Aufgrund der neuen CLP-Einstufungsverpflichtung wird die Betrachtung und auch Identifizierung von endokrin schädigenden Stoffen künftig vorangetrieben werden.
Quellen
- Delegierte Verordnung (EU) 2023 / 707 vom 19.12.2022, ABl. L 93
- CLP-Verordnung (Verordnung (EG) Nr. 1272 / 2008 idF Delegierte Verordnung (EU) 2023 / 1434
- ECHA, Neue Gefahrenklassen, echa.europa.eu/de/new-hazard-classes-2023 (23.9.2023)
- Nies E., Endokrine Disruptoren – Informationen für eine betriebliche Gefährdungsermittlung, Gefahrstoffe – Reinhaltung der Luft, 2017
- National Institute of Environmental Health Science, niehs.nih.gov/health/topics/agents/endocrine (23.9.2023)

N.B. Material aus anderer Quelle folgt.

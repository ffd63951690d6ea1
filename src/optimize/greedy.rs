//! Greedy Optimizer (component E, §4.E).

use crate::slot::Slot;

/// Single left-to-right pass using a cumulative-penalty prefix; decides
/// retain/drop under the δ-per-window budget. Works for any mix of SNP,
/// insertion and deletion slots, given `reach` has already been filled in.
pub fn greedy_sweep(slots: &mut [Slot], delta: u64) {
    let n = slots.len();
    if n == 0 {
        return;
    }
    let positions: Vec<u64> = slots.iter().map(|s| s.pos).collect();
    let mut cum = vec![0u64; n + 1];

    for i in 0..n {
        let lo = positions.partition_point(|&p| p <= slots[i].reach);
        let inflight = cum[i] - cum[lo];
        let pen = slots[i].penalty;

        if inflight + pen <= delta {
            slots[i].retained = false;
            cum[i + 1] = cum[i] + pen;
        } else {
            slots[i].retained = true;
            cum[i + 1] = cum[i];
        }
    }
}

/// Specialised O(n) two-pointer event sweep for pure-SNP input (penalty = 1
/// at every slot). Ported verbatim from the original `greedy-snp` tool's
/// event loop (§9: preserved exactly, including the tie-break when
/// `event1 == event2`).
pub fn greedy_snp_event_sweep(slots: &mut [Slot], alpha: u64, delta: u64) {
    let n = slots.len();
    if n == 0 {
        return;
    }
    let pos: Vec<i64> = slots.iter().map(|s| s.pos as i64).collect();
    let alpha = alpha as i64;
    let delta = delta as i64;

    let mut i = 0usize;
    let mut j = 0usize;
    let mut count: i64 = 0;

    while i < n {
        let event1 = (pos[i] - alpha + 1).max(1);
        let event2 = if j < n { pos[j] + 1 } else { i64::MAX };

        if event2 <= event1 {
            if !slots[j].retained {
                count -= 1;
            }
            j += 1;
        }

        if event1 <= event2 {
            count += 1;
            if count > delta {
                slots[i].retained = true;
                count -= 1;
            }
            i += 1;
        }
    }
}
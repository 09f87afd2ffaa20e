use defillama_http::{ClientOptions, DefiLlamaClient};
use tracing_subscriber::EnvFilter;

#[tokio::main]
async fn main() -> anyhow::Result<()> {
    tracing_subscriber::fmt()
        .with_env_filter(
            EnvFilter::try_from_default_env()
                .unwrap_or_else(|_| EnvFilter::new("defillama_http=debug")),
        )
        .init();

    let client = DefiLlamaClient::with_options(ClientOptions::default().with_retries(3))?;
    let mut protocols = client.fetch_protocols().await?;
    println!("{} protocols listed", protocols.len());

    protocols.sort_by(|a, b| {
        let a = a.tvl().unwrap_or_default();
        let b = b.tvl().unwrap_or_default();
        b.total_cmp(&a)
    });

    for protocol in protocols.iter().take(10) {
        println!(
            "{:<32} {:<16} {:>20.0}",
            protocol.name().unwrap_or("?"),
            protocol.category().unwrap_or("-"),
            protocol.tvl().unwrap_or_default()
        );
    }

    Ok(())
}
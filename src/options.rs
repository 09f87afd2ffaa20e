use crate::{DefiLlamaError, Result};

/// Public DefiLlama API host.
pub const DEFAULT_BASE_URL: &str = "https://api.llama.fi";

/// Configures the upstream host, HTTP timeout and retry behavior.
#[derive(Clone, Debug, Eq, PartialEq)]
pub struct ClientOptions {
    /// API base URL. Trailing slashes are stripped by the client.
    pub base_url: String,
    /// Per-attempt timeout in milliseconds. Must be greater than zero.
    pub timeout_ms: u64,
    /// Number of retries after the initial attempt.
    pub retries: usize,
}

impl Default for ClientOptions {
    fn default() -> Self {
        Self {
            base_url: DEFAULT_BASE_URL.to_owned(),
            timeout_ms: 15_000,
            retries: 2,
        }
    }
}

impl ClientOptions {
    /// Overrides the API host.
    pub fn with_base_url(mut self, base_url: impl Into<String>) -> Self {
        self.base_url = base_url.into();
        self
    }

    /// Sets the per-attempt timeout in milliseconds.
    pub fn with_timeout_ms(mut self, timeout_ms: u64) -> Self {
        self.timeout_ms = timeout_ms;
        self
    }

    /// Sets the number of retries after the first attempt.
    pub fn with_retries(mut self, retries: usize) -> Self {
        self.retries = retries;
        self
    }

    /// Rejects a zero timeout or a blank base URL.
    pub fn validate(&self) -> Result<()> {
        if self.timeout_ms == 0 {
            return Err(DefiLlamaError::InvalidOptions(
                "timeout_ms must be greater than zero".to_owned(),
            ));
        }
        if self.base_url.trim().trim_end_matches('/').is_empty() {
            return Err(DefiLlamaError::InvalidOptions(
                "base_url cannot be empty".to_owned(),
            ));
        }
        Ok(())
    }
}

- Bergman A. et al. (Editor), State of the science of endocrine disrupting chemicals 2012, who.int/publications/i/item/9789241505031 (23.9.2024)
Zusammenfassung
Die endokrine Disruption ist eine neue CLP-Gefahrenklasse. Chemikalien mit diesen Eigenschaften sind entsprechend einzustufen und zu kennzeichnen. In der Arbeitsstoffevaluierung ist diese Gefahr zu berücksichtigen. Gesundheitsprobleme können beispielsweise durch Störung der Entwicklung des Stoffwechsels, durch Beeinträchtigung der Fortpflanzung oder durch Förderung von Krebserkrankungen entstehen.